Historian David Olusoga is set to host a new documentary that will celebrate the immigrant workforce in the NHS.
Olusoga, who is known for documentaries such as Black and British: A Forgotten History, will front a new one-hour special called Our International NHS for BBC One and BBC iPlayer later this year.
The film will celebrate “the immigrant workforce that has been the backbone of the NHS, from its inception 70 years ago to the current pandemic”.
“Throughout its history, the NHS has drawn in doctors, nurses, specialists and support staff from overseas, and without them the NHS would simply have collapsed, unable to deliver on its foundational promise of a universal healthcare system available to all,” the synopsis adds.
“But though desperately needed these key workers have not always felt wanted,” it continues, with Olusoga set to look through documents, artefacts and archive.
Our International NHS will tell “the story of the NHS from the perspective of Irish and Caribbean nurses, Asian doctors and Eastern European ancillary workers, whose personal journeys expose revelatory truths about an institution that today more than ever has become ‘the closest thing we have to a national religion.'”
Olusgoa, who is Professor of Public History at the University of Manchester, has also presented The Unwanted: The Secret Windrush Files, Civilisations and Britain’s Forgotten Slave Owners.
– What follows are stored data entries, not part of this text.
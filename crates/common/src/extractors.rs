//! Custom axum extractors for Manticore

use axum::{
    extract::{rejection::JsonRejection, FromRequest, Request},
    response::{IntoResponse, Response},
    Json,
};
use serde::de::DeserializeOwned;
use validator::Validate;

use crate::Error;

/// JSON extractor that validates the deserialized value automatically.
///
/// Replaces `Json<T>` + manual `.validate()` calls in handlers.
/// Requires `T: DeserializeOwned + Validate`.
///
/// All input errors (deserialization + validation) return 400.
#[derive(Debug)]
pub struct ValidatedJson<T>(pub T);

/// Rejection type for `ValidatedJson`:
/// - JSON deserialization errors → 400 (via `Error::Validation`)
/// - Validation errors → 400 (via `Error::Validation`)
#[derive(Debug)]
pub enum ValidatedJsonRejection {
    Json(JsonRejection),
    Validation(Error),
}

impl IntoResponse for ValidatedJsonRejection {
    fn into_response(self) -> Response {
        match self {
            ValidatedJsonRejection::Json(e) => Error::Validation(e.body_text()).into_response(),
            ValidatedJsonRejection::Validation(e) => e.into_response(),
        }
    }
}

impl<T, S> FromRequest<S> for ValidatedJson<T>
where
    T: DeserializeOwned + Validate,
    S: Send + Sync,
{
    type Rejection = ValidatedJsonRejection;

    async fn from_request(req: Request, state: &S) -> Result<Self, Self::Rejection> {
        let Json(value) = Json::<T>::from_request(req, state)
            .await
            .map_err(ValidatedJsonRejection::Json)?;
        value.validate().map_err(|e| {
            ValidatedJsonRejection::Validation(Error::Validation(format!(
                "Validation failed: {}",
                e
            )))
        })?;
        Ok(ValidatedJson(value))
    }
}
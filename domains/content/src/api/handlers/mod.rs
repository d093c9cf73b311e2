//! API handlers for the Content domain

pub mod collection;
pub mod content;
He also interviewed Barack Obama last year for BBC One as the former US president released his memoir A Promised Land.
The commission was announced alongside a series of other BBC documentaries, including Football’s Darkest Secret, Greta Thunberg: A Year to Change the World and Bad Influencer.
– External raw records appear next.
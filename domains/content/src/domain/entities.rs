//! Domain entities for the Content domain
//!
//! Content rows persist metadata as serialized text; the API consumes it as
//! structured JSON. Normalization happens here so every read path agrees on
//! what malformed metadata means.

use chrono::{DateTime, Utc};
use serde::{Deserialize, Serialize};
use serde_json::{Map, Value};

/// Persisted content row. `metadata` is the raw text column, untouched.
#[derive(Debug, Clone, PartialEq, sqlx::FromRow)]
pub struct StoredContent {
    pub id: String,
    pub title: Option<String>,
    pub body: Option<String>,
    pub metadata: Option<String>,
    pub created_at: DateTime<Utc>,
    pub updated_at: DateTime<Utc>,
}

/// Fields accepted by the collection-level upsert
#[derive(Debug, Clone, Default)]
pub struct ContentDraft {
    pub title: Option<String>,
    pub body: Option<String>,
    /// Metadata already serialized for the text column
    pub metadata: Option<String>,
}

/// API-facing content record with structured metadata
#[derive(Debug, Clone, PartialEq, Serialize, Deserialize)]
pub struct ContentRecord {
    pub id: String,
    pub title: Option<String>,
    pub body: Option<String>,
    pub metadata: Value,
    pub created_at: DateTime<Utc>,
    pub updated_at: DateTime<Utc>,
}

/// Normalize stored metadata text into structured JSON.
///
/// Invariant: text that does not parse as JSON becomes an empty object and
/// the read still succeeds. A NULL column stays JSON null.
pub fn normalize_metadata(raw: Option<&str>) -> Value {
    match raw {
        None => Value::Null,
        Some(text) => serde_json::from_str(text).unwrap_or_else(|_| Value::Object(Map::new())),
    }
}

impl From<StoredContent> for ContentRecord {
    fn from(stored: StoredContent) -> Self {
        Self {
            metadata: normalize_metadata(stored.metadata.as_deref()),
            id: stored.id,
            title: stored.title,
            body: stored.body,
            created_at: stored.created_at,
            updated_at: stored.updated_at,
        }
    }
}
Last year, meanwhile, while giving the James MacTaggart Lecture at the Edinburgh TV Festival, Olusoga called for structural change in the UK TV industry to bring about more inclusivity.
“The industry also needs to listen to us, to value our perspectives and our stories, to understand that we come from a different place, consume different culture, read different books, and see the world from a different perspective,” he said. “And that that perspective is valuable.”